# Imports

In [1]:
import sys
import os
import random
from operator import add, mul
from pyspark import SparkContext, SparkConf
from pyspark import SparkFiles

In [2]:
cwd=os.getcwd()
cwd

'C:\\Users\\byron\\Documents\\GitHub\\pyspark-training'

Create a SparkContext object and name it.

Use SparkContext.getOrCreate() to avoid error:
https://stackoverflow.com/questions/46351951/valueerror-cannot-run-multiple-sparkcontexts-at-once-in-spark-with-pyspark

In [3]:
app_name = 'RDD Hands-on'

In [4]:
conf = SparkConf().setAppName(app_name)
sc = SparkContext.getOrCreate(conf=conf)

In [5]:
sc.applicationId

'local-1576430619577'

# Datasets

In [6]:
textFile_path = ('..\pyspark-training\data\pyspark_classes.txt')
appleStore_path = ('..\pyspark-training\data\AppleStore.csv')
DATA_STR = 'PySpark is the Python API for Spark.'

# Create RDDs
* Parallelized Collection

A RDD can be created using a SparkContext object.

In [7]:
data = DATA_STR.split(' ')
pcoll = sc.parallelize(data)
# collect() is only good for small dataset
pcoll.collect()

['PySpark', 'is', 'the', 'Python', 'API', 'for', 'Spark.']

* From another RDD

In [8]:
rdd_from_rdd = pcoll.map(lambda word: word.upper())
rdd_from_rdd.collect()

['PYSPARK', 'IS', 'THE', 'PYTHON', 'API', 'FOR', 'SPARK.']
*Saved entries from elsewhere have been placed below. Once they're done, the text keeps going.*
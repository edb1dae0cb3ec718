/// Type definitions and loaders for Open WebUI chat exports.
///
/// Two sources are supported:
///
/// - JSON files produced by "Export chats" in the Open WebUI settings. A file
///   holds either one chat record or an array of them; `.zst` files are
///   zstd-compressed JSON.
/// - The Open WebUI SQLite database (`webui.db`), read from the `chat` table:
///
/// ```sql
/// CREATE TABLE chat (
///     id         VARCHAR PRIMARY KEY,
///     user_id    VARCHAR,
///     title      TEXT,
///     chat       JSON,     -- the `ChatBody` below
///     created_at BIGINT,   -- epoch seconds
///     updated_at BIGINT,   -- epoch seconds
///     ...
/// );
/// ```
use crate::graph::{Forest, GraphError, Message, MessageGraph};
use crate::utils;
use chrono::{DateTime, FixedOffset, Local, TimeZone};
use eyre::{Context, Result, eyre};
use rusqlite::Connection;
use serde::Deserialize;
use std::collections::{BTreeMap, BTreeSet};
use std::fs;
use std::path::Path;
use tracing::{debug, info, warn};

// ---------------------------------------------------------------------------
// Wire types
// ---------------------------------------------------------------------------

/// One exported chat, as stored by Open WebUI.
///
/// The conversation itself lives under `chat`; exports that put `models`,
/// `messages` and `history` at the top level are accepted too.
#[derive(Debug, Clone, Default, Deserialize)]
pub struct ChatRecord {
    #[serde(default)]
    pub id: Option<String>,
    #[serde(default)]
    pub title: Option<String>,
    #[serde(default)]
    pub created_at: Option<f64>,
    #[serde(default)]
    pub updated_at: Option<f64>,
    #[serde(default)]
    pub chat: Option<ChatBody>,
    #[serde(flatten)]
    pub inline: ChatBody,
}

#[derive(Debug, Clone, Default, Deserialize)]
pub struct ChatBody {
    #[serde(default)]
    pub title: Option<String>,
    /// Model ids, e.g. `llama3:latest` or `openai/gpt-4o`.
    #[serde(default)]
    pub models: Vec<String>,
    /// The currently displayed branch, flattened.
    #[serde(default)]
    pub messages: Option<Vec<Message>>,
    /// Every message ever generated, including regenerated alternatives.
    #[serde(default)]
    pub history: Option<History>,
}

#[derive(Debug, Clone, Default, Deserialize)]
pub struct History {
    /// Leaf of the branch the user last looked at.
    #[serde(default, rename = "currentId")]
    pub current_id: Option<String>,
    #[serde(default)]
    pub messages: BTreeMap<String, Message>,
}

#[derive(Deserialize)]
#[serde(untagged)]
enum OneOrMany {
    Many(Vec<ChatRecord>),
    One(Box<ChatRecord>),
}

// ---------------------------------------------------------------------------
// Conversation
// ---------------------------------------------------------------------------

/// A chat record that passed validation.
#[derive(Debug, Clone)]
pub struct Conversation {
    pub id: String,
    pub title: String,
    pub models: Vec<String>,
    /// Epoch seconds: `updated_at`, else `created_at`.
    pub timestamp: Option<f64>,
    pub messages: Option<Vec<Message>>,
    pub history: Option<History>,
}

impl ChatRecord {
    /// `None` (with a warning) when the record has no usable id.
    pub fn into_conversation(self) -> Option<Conversation> {
        let id = match self.id.as_deref().map(str::trim) {
            Some(id) if !id.is_empty() => id.to_string(),
            _ => {
                warn!(title = ?self.title, "chat record without id, skipped");
                return None;
            }
        };
        let body = self.chat.unwrap_or(self.inline);
        let title = body
            .title
            .or(self.title)
            .map(|t| t.trim().to_string())
            .unwrap_or_default();
        Some(Conversation {
            id,
            title,
            models: body.models,
            timestamp: self.updated_at.or(self.created_at),
            messages: body.messages,
            history: body.history,
        })
    }
}

impl Conversation {
    /// Local time of the conversation; now if it carries no timestamp.
    pub fn date(&self) -> DateTime<FixedOffset> {
        let local = self.timestamp.and_then(|ts| {
            let secs = ts.trunc() as i64;
            let nanos = (ts.fract() * 1e9).round() as u32;
            Local.timestamp_opt(secs, nanos.min(999_999_999)).single()
        });
        if local.is_none() && self.timestamp.is_some() {
            warn!(id = %self.id, ts = ?self.timestamp, "timestamp out of range, using now");
        }
        local.unwrap_or_else(Local::now).fixed_offset()
    }

    /// The graph to search for a path containing `required`.
    ///
    /// With nothing required the conversation's default ordering is used:
    /// the flat message list, else the lineage of `history.currentId`.
    pub fn graph(&self, required: &BTreeSet<String>) -> Result<MessageGraph, GraphError> {
        if required.is_empty()
            && let Some(messages) = &self.messages
        {
            return Ok(MessageGraph::Flat(messages.clone()));
        }
        if let Some(history) = &self.history {
            let forest = Forest::new(history.messages.clone())?;
            if required.is_empty()
                && let Some(current) = history.current_id.as_deref()
                && let Some(lineage) = forest.lineage(current)
            {
                return Ok(MessageGraph::Flat(lineage));
            }
            debug!(
                id = %self.id,
                nodes = forest.len(),
                roots = forest.roots().len(),
                "searching history forest"
            );
            return Ok(MessageGraph::Forest(forest));
        }
        Ok(MessageGraph::Flat(self.messages.clone().unwrap_or_default()))
    }
}

// ---------------------------------------------------------------------------
// Loaders
// ---------------------------------------------------------------------------

/// Parse JSON holding one chat record or an array of them.
pub fn parse_records(json_bytes: &[u8]) -> Result<Vec<ChatRecord>> {
    match serde_json::from_slice::<OneOrMany>(json_bytes)
        .wrap_err("Input is neither a chat object nor an array of chats")?
    {
        OneOrMany::Many(records) => Ok(records),
        OneOrMany::One(record) => Ok(vec![*record]),
    }
}

/// Read one export file, decompressing `.zst`.
pub fn load_file(path: &Path) -> Result<Vec<ChatRecord>> {
    let raw = fs::read(path).wrap_err_with(|| format!("Failed to read: {}", path.display()))?;
    let data_type = match path.extension().and_then(|e| e.to_str()) {
        Some("zst") => "zstd",
        _ => "json",
    };
    let json_bytes = utils::decompress(data_type, &raw)
        .wrap_err_with(|| format!("Failed to decompress: {}", path.display()))?;
    let records = parse_records(&json_bytes)
        .wrap_err_with(|| format!("Failed to parse: {}", path.display()))?;
    info!(path = %path.display(), chats = records.len(), "loaded export file");
    Ok(records)
}

/// Read every chat from an Open WebUI database, newest first. The database is
/// snapshotted first so a running Open WebUI instance is never blocked.
pub fn load_db(db_path: &Path, quiet: bool) -> Result<Vec<ChatRecord>> {
    if !db_path.exists() {
        return Err(eyre!("Database not found at: {}", db_path.display()));
    }
    let snapshot = utils::backup_database(db_path, quiet)?;
    let conn = Connection::open(snapshot.path()).wrap_err("Failed to open snapshot database")?;

    let mut stmt = conn
        .prepare("SELECT id, title, chat, created_at, updated_at FROM chat ORDER BY updated_at DESC")
        .wrap_err("Failed to prepare query")?;
    let mut rows = stmt.query([]).wrap_err("Failed to execute query")?;

    let mut records = Vec::new();
    while let Some(row) = rows.next().wrap_err("Failed to read row")? {
        let id: String = row.get(0)?;
        let title: Option<String> = row.get(1)?;
        let chat_json: Option<String> = row.get(2)?;
        let created_at: Option<i64> = row.get(3)?;
        let updated_at: Option<i64> = row.get(4)?;

        let chat = match chat_json.as_deref().map(|s| serde_json::from_str::<ChatBody>(s)) {
            Some(Ok(body)) => Some(body),
            Some(Err(e)) => {
                warn!(id = %id, error = %e, "chat column is not valid JSON, skipped");
                continue;
            }
            None => None,
        };
        records.push(ChatRecord {
            id: Some(id),
            title,
            created_at: created_at.map(|t| t as f64),
            updated_at: updated_at.map(|t| t as f64),
            chat,
            inline: ChatBody::default(),
        });
    }
    info!(path = %db_path.display(), chats = records.len(), "loaded database");
    Ok(records)
}

#[cfg(test)]
mod tests {
    use super::*;

    const NESTED: &str = r#"[{
        "id": "id1",
        "user_id": "user1",
        "title": "outer",
        "updated_at": 1704110400,
        "created_at": 1704000000,
        "chat": {
            "id": "cid1",
            "title": "hello🍺🍖  \n",
            "models": ["model1:latest", "prefix/model2:latest"],
            "params": {},
            "history": {
                "currentId": "uuid3",
                "messages": {
                    "uuid1": {"id": "uuid1", "childrenIds": ["uuid2", "uuid3"], "role": "user", "content": "content 1"},
                    "uuid2": {"id": "uuid2", "parentId": "uuid1", "role": "assistant", "content": "response 1"},
                    "uuid3": {"id": "uuid3", "parentId": "uuid1", "role": "assistant", "content": "response 2"}
                }
            }
        }
    }]"#;

    fn keys(ids: &[&str]) -> BTreeSet<String> {
        ids.iter().map(|s| s.to_string()).collect()
    }

    #[test]
    fn test_parse_array_with_history() {
        let records = parse_records(NESTED.as_bytes()).unwrap();
        assert_eq!(records.len(), 1);
        let conv = records.into_iter().next().unwrap().into_conversation().unwrap();
        assert_eq!(conv.id, "id1");
        assert_eq!(conv.title, "hello🍺🍖");
        assert_eq!(conv.timestamp, Some(1704110400.0));
        assert_eq!(conv.models.len(), 2);
        let history = conv.history.as_ref().unwrap();
        assert_eq!(history.messages["uuid2"].parent_id.as_deref(), Some("uuid1"));
        assert_eq!(history.messages["uuid1"].children_ids, vec!["uuid2", "uuid3"]);
    }

    #[test]
    fn test_default_graph_follows_current_id() {
        let conv = parse_records(NESTED.as_bytes()).unwrap().remove(0).into_conversation().unwrap();
        match conv.graph(&BTreeSet::new()).unwrap() {
            MessageGraph::Flat(msgs) => {
                let ids: Vec<_> = msgs.iter().filter_map(Message::id).collect();
                assert_eq!(ids, vec!["uuid1", "uuid3"]);
            }
            other => panic!("expected flat graph, got {other:?}"),
        }
        assert!(matches!(conv.graph(&keys(&["uuid2"])).unwrap(), MessageGraph::Forest(_)));
    }

    #[test]
    fn test_single_object_with_flat_messages() {
        let json = r#"{"id": "x", "chat": {"title": "t", "models": [],
            "messages": [{"id": "m1", "role": "user", "content": "hi"},
                         {"id": "m2", "role": "system", "content": "sys"}]}}"#;
        let conv = parse_records(json.as_bytes()).unwrap().remove(0).into_conversation().unwrap();
        let MessageGraph::Flat(msgs) = conv.graph(&BTreeSet::new()).unwrap() else {
            panic!("expected flat graph");
        };
        assert_eq!(msgs.len(), 2);
        assert_eq!(msgs[1].role, crate::graph::Role::Other);
    }

    #[test]
    fn test_top_level_conversation_fields() {
        let json = r#"{"id": "x", "title": "top", "models": ["m"],
            "messages": [{"id": "m1", "role": "assistant", "content": "a"}]}"#;
        let conv = parse_records(json.as_bytes()).unwrap().remove(0).into_conversation().unwrap();
        assert_eq!(conv.title, "top");
        assert_eq!(conv.models, vec!["m"]);
        assert_eq!(conv.messages.map(|m| m.len()), Some(1));
    }

    #[test]
    fn test_record_without_id_is_rejected() {
        let json = r#"[{"id": "", "chat": {}}, {"chat": {}}]"#;
        let records = parse_records(json.as_bytes()).unwrap();
        assert!(records.into_iter().all(|r| r.into_conversation().is_none()));
    }

    #[test]
    fn test_dangling_parent_surfaces_from_graph() {
        let json = r#"{"id": "x", "chat": {"history": {"messages": {
            "a": {"id": "a", "parentId": "ghost", "role": "user", "content": "?"}}}}}"#;
        let conv = parse_records(json.as_bytes()).unwrap().remove(0).into_conversation().unwrap();
        assert!(conv.graph(&BTreeSet::new()).is_err());
    }

    #[test]
    fn test_date_uses_updated_then_created() {
        let mut conv = Conversation {
            id: "x".into(),
            title: String::new(),
            models: vec![],
            timestamp: Some(1704110400.0),
            messages: None,
            history: None,
        };
        assert_eq!(conv.date().timestamp(), 1704110400);
        conv.timestamp = None;
        assert!((Local::now().timestamp() - conv.date().timestamp()).abs() < 5);
    }

    #[test]
    fn test_load_zst_file() {
        let dir = tempfile::TempDir::new().unwrap();
        let path = dir.path().join("chats.json.zst");
        fs::write(&path, zstd::encode_all(NESTED.as_bytes(), 3).unwrap()).unwrap();
        let records = load_file(&path).unwrap();
        assert_eq!(records.len(), 1);
    }
}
* From external data - n the form of files

In [9]:
text_file = sc.textFile(textFile_path)
text_file.filter(lambda line: line != '').collect()

['Public classes:',
 'SparkContext:',
 'Main entry point for Spark functionality.',
 'RDD:',
 'A Resilient Distributed Dataset (RDD), the basic abstraction in Spark.',
 'Broadcast:',
 'A broadcast variable that gets reused across tasks.',
 'Accumulator:',
 'An “add-only” shared variable that tasks can only add values to.',
 'SparkConf:',
 'For configuring Spark.',
 'SparkFiles:',
 'Access files shipped with jobs.',
 'StorageLevel:',
 'Finer-grained cache persistence levels.',
 'TaskContext:',
 'Information about the current running task, avaialble on the workers and experimental.']

In [10]:
# flatMap: split lines in text file; Useful for word count
text_file.flatMap(lambda line: line.split(' ')).filter(lambda word: word!='').take(5)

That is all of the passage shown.